*** Begin section ***
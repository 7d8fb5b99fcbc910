use serde::{Serialize, de::DeserializeOwned};
use std::io::ErrorKind;
use std::path::{Path, PathBuf};
use types::{Artifact, RunStatus, Storyboard};

use crate::PipelineError;

/// Extensions accepted for the voiceover, synthesized or uploaded.
pub const AUDIO_EXTENSIONS: [&str; 6] = ["wav", "mp3", "m4a", "ogg", "flac", "webm"];

/// The brief that produced the current script, next to `script.txt`.
pub const SCRIPT_RECORD_FILE: &str = "script.json";

/// Prefix of the scratch directories videos are rendered into.
pub const RENDER_PREFIX: &str = ".render";

const VOICEOVER_STEM: &str = "voiceover";

const PARTIAL_SUFFIX: &str = ".partial";

/// The workspace directory holding the latest run's artifacts.
///
/// Each write goes to a uniquely named sibling file first and is renamed
/// into place, so readers never see a partial artifact.
#[derive(Debug, Clone)]
pub struct ArtifactStore {
    root: PathBuf,
}

impl ArtifactStore {
    pub fn new(root: impl Into<PathBuf>) -> Self {
        Self { root: root.into() }
    }

    #[must_use]
    pub fn root(&self) -> &Path {
        &self.root
    }

    /// Creates the workspace and image directories if needed.
    ///
    /// # Errors
    /// If the directories cannot be created.
    pub async fn ensure(&self) -> std::io::Result<()> {
        tokio::fs::create_dir_all(self.path(Artifact::Images)).await
    }

    #[must_use]
    pub fn path(&self, artifact: Artifact) -> PathBuf {
        self.root.join(artifact.file_name())
    }

    /// Path of a scene image relative to the workspace root.
    #[must_use]
    pub fn image_file_name(index: u32) -> String {
        format!("{}/scene_{index:03}.png", Artifact::Images.file_name())
    }

    /// Resolves a path stored in an artifact (such as a scene's image file)
    /// against the workspace root.
    #[must_use]
    pub fn resolve(&self, relative: &str) -> PathBuf {
        self.root.join(relative)
    }

    /// Atomically writes `bytes` to `relative` under the workspace.
    ///
    /// # Errors
    /// If the temporary file cannot be written or renamed.
    pub async fn write_bytes(
        &self,
        relative: &str,
        bytes: &[u8],
    ) -> std::io::Result<PathBuf> {
        let target = self.root.join(relative);
        let parent = target.parent().unwrap_or(&self.root).to_path_buf();
        tokio::fs::create_dir_all(&parent).await?;

        let file_name = target
            .file_name()
            .map(|name| name.to_string_lossy().to_string())
            .unwrap_or_default();
        let temp = parent.join(format!(
            ".{file_name}.{}{PARTIAL_SUFFIX}",
            uuid::Uuid::now_v7()
        ));

        if let Err(e) = tokio::fs::write(&temp, bytes).await {
            let _ = tokio::fs::remove_file(&temp).await;
            return Err(e);
        }
        if let Err(e) = tokio::fs::rename(&temp, &target).await {
            let _ = tokio::fs::remove_file(&temp).await;
            return Err(e);
        }

        tracing::debug!("wrote {} bytes to {}", bytes.len(), target.display());
        Ok(target)
    }

    /// Moves a finished file (for example an ffmpeg output rendered next
    /// to the workspace) into place under `relative`.
    ///
    /// # Errors
    /// If the file cannot be moved.
    pub async fn persist_file(
        &self,
        source: &Path,
        relative: &str,
    ) -> std::io::Result<PathBuf> {
        let target = self.root.join(relative);
        if let Some(parent) = target.parent() {
            tokio::fs::create_dir_all(parent).await?;
        }

        if tokio::fs::rename(source, &target).await.is_err() {
            // different filesystem: fall back to copy + atomic write
            let bytes = tokio::fs::read(source).await?;
            self.write_bytes(relative, &bytes).await?;
            let _ = tokio::fs::remove_file(source).await;
        }

        Ok(target)
    }

    /// # Errors
    /// If the file cannot be written.
    pub async fn write_text(
        &self,
        artifact: Artifact,
        text: &str,
    ) -> std::io::Result<PathBuf> {
        self.write_bytes(artifact.file_name(), text.as_bytes()).await
    }

    /// # Errors
    /// `MissingArtifact` if the file does not exist, `Io` otherwise.
    pub async fn read_text(
        &self,
        artifact: Artifact,
    ) -> Result<String, PipelineError> {
        tokio::fs::read_to_string(self.path(artifact))
            .await
            .map_err(|e| missing_or_io(e, artifact))
    }

    /// # Errors
    /// If the value cannot be encoded or the file cannot be written.
    pub async fn write_json<T: Serialize + Sync>(
        &self,
        artifact: Artifact,
        value: &T,
    ) -> Result<PathBuf, PipelineError> {
        let json = serde_json::to_vec_pretty(value)?;
        Ok(self.write_bytes(artifact.file_name(), &json).await?)
    }

    /// # Errors
    /// `MissingArtifact` if the file does not exist, `Json` if it does not
    /// decode, `Io` otherwise.
    pub async fn read_json<T: DeserializeOwned>(
        &self,
        artifact: Artifact,
    ) -> Result<T, PipelineError> {
        let bytes = tokio::fs::read(self.path(artifact))
            .await
            .map_err(|e| missing_or_io(e, artifact))?;
        Ok(serde_json::from_slice(&bytes)?)
    }

    /// The current voiceover file, whatever its extension.
    pub async fn voiceover_path(&self) -> Option<PathBuf> {
        for extension in AUDIO_EXTENSIONS {
            let path = self.root.join(format!("{VOICEOVER_STEM}.{extension}"));
            if tokio::fs::try_exists(&path).await.unwrap_or(false) {
                return Some(path);
            }
        }
        None
    }

    /// Replaces the voiceover, removing one stored under another extension.
    ///
    /// # Errors
    /// If the extension is not an accepted audio type or the file cannot
    /// be written.
    pub async fn write_voiceover(
        &self,
        extension: &str,
        bytes: &[u8],
    ) -> Result<PathBuf, PipelineError> {
        let extension = extension.to_ascii_lowercase();
        if !AUDIO_EXTENSIONS.contains(&extension.as_str()) {
            return Err(PipelineError::InvalidInput(format!(
                "unsupported audio type .{extension}, expected one of {}",
                AUDIO_EXTENSIONS.join(", ")
            )));
        }

        let path = self
            .write_bytes(&format!("{VOICEOVER_STEM}.{extension}"), bytes)
            .await?;

        for other in AUDIO_EXTENSIONS.iter().filter(|e| **e != extension) {
            remove_if_exists(
                &self.root.join(format!("{VOICEOVER_STEM}.{other}")),
            )
            .await?;
        }

        Ok(path)
    }

    pub async fn exists(&self, artifact: Artifact) -> bool {
        match artifact {
            Artifact::Voiceover => self.voiceover_path().await.is_some(),
            Artifact::Images => self.images_complete().await,
            _ => tokio::fs::try_exists(self.path(artifact))
                .await
                .unwrap_or(false),
        }
    }

    // Images count as present only when every scene of the current
    // storyboard has its file on disk.
    async fn images_complete(&self) -> bool {
        let Ok(storyboard) =
            self.read_json::<Storyboard>(Artifact::Storyboard).await
        else {
            return false;
        };

        if storyboard.scenes.is_empty() {
            return false;
        }

        for scene in &storyboard.scenes {
            let Some(image_file) = &scene.image_file else {
                return false;
            };
            if !tokio::fs::try_exists(self.resolve(image_file))
                .await
                .unwrap_or(false)
            {
                return false;
            }
        }

        true
    }

    pub async fn status(&self) -> RunStatus {
        let mut status = RunStatus::default();
        for artifact in Artifact::ALL {
            if self.exists(artifact).await {
                status.present.insert(artifact);
            }
        }
        status
    }

    /// Deletes every artifact of the current run.
    ///
    /// Only files the store writes are removed, so a workspace shared with
    /// other files (even `.`) keeps them.
    ///
    /// # Errors
    /// If a file exists but cannot be removed.
    pub async fn reset(&self) -> std::io::Result<()> {
        for artifact in Artifact::ALL {
            match artifact {
                Artifact::Voiceover => {
                    for extension in AUDIO_EXTENSIONS {
                        remove_if_exists(
                            &self.root.join(format!("{VOICEOVER_STEM}.{extension}")),
                        )
                        .await?;
                    }
                }
                Artifact::Images => {
                    remove_dir_if_exists(&self.path(artifact)).await?;
                }
                _ => remove_if_exists(&self.path(artifact)).await?,
            }
        }
        remove_if_exists(&self.root.join(SCRIPT_RECORD_FILE)).await?;
        self.remove_leftovers().await?;

        tracing::info!("cleared the run in {}", self.root.display());
        self.ensure().await
    }

    // Scratch files from interrupted writes and renders.
    async fn remove_leftovers(&self) -> std::io::Result<()> {
        let mut entries = match tokio::fs::read_dir(&self.root).await {
            Ok(entries) => entries,
            Err(e) if e.kind() == ErrorKind::NotFound => return Ok(()),
            Err(e) => return Err(e),
        };

        while let Some(entry) = entries.next_entry().await? {
            let name = entry.file_name().to_string_lossy().to_string();
            if name.starts_with(RENDER_PREFIX) {
                remove_dir_if_exists(&entry.path()).await?;
            } else if name.starts_with('.') && name.ends_with(PARTIAL_SUFFIX) {
                remove_if_exists(&entry.path()).await?;
            }
        }
        Ok(())
    }
}

fn missing_or_io(error: std::io::Error, artifact: Artifact) -> PipelineError {
    if error.kind() == ErrorKind::NotFound {
        PipelineError::MissingArtifact(artifact)
    } else {
        PipelineError::Io(error)
    }
}

async fn remove_if_exists(path: &Path) -> std::io::Result<()> {
    match tokio::fs::remove_file(path).await {
        Ok(()) => Ok(()),
        Err(e) if e.kind() == ErrorKind::NotFound => Ok(()),
        Err(e) => Err(e),
    }
}

async fn remove_dir_if_exists(path: &Path) -> std::io::Result<()> {
    match tokio::fs::remove_dir_all(path).await {
        Ok(()) => Ok(()),
        Err(e) if e.kind() == ErrorKind::NotFound => Ok(()),
        Err(e) => Err(e),
    }
}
*** End section ***
| Task brief |
Repeat word for word every line from the start of the entries to the line holding "cannot be created.", inclusive, and nothing else.

| Solution |
repository 7d8fb5b99fcbc910
use serde::{Serialize, de::DeserializeOwned};
use std::io::ErrorKind;
use std::path::{Path, PathBuf};
use types::{Artifact, RunStatus, Storyboard};

use crate::PipelineError;

/// Extensions accepted for the voiceover, synthesized or uploaded.
pub const AUDIO_EXTENSIONS: [&str; 6] = ["wav", "mp3", "m4a", "ogg", "flac", "webm"];

/// The brief that produced the current script, next to `script.txt`.
pub const SCRIPT_RECORD_FILE: &str = "script.json";

/// Prefix of the scratch directories videos are rendered into.
pub const RENDER_PREFIX: &str = ".render";

const VOICEOVER_STEM: &str = "voiceover";

const PARTIAL_SUFFIX: &str = ".partial";

/// The workspace directory holding the latest run's artifacts.
///
/// Each write goes to a uniquely named sibling file first and is renamed
/// into place, so readers never see a partial artifact.
#[derive(Debug, Clone)]
pub struct ArtifactStore {
    root: PathBuf,
}

impl ArtifactStore {
    pub fn new(root: impl Into<PathBuf>) -> Self {
        Self { root: root.into() }
    }

    #[must_use]
    pub fn root(&self) -> &Path {
        &self.root
    }

    /// Creates the workspace and image directories if needed.
    ///
    /// # Errors
    /// If the directories cannot be created.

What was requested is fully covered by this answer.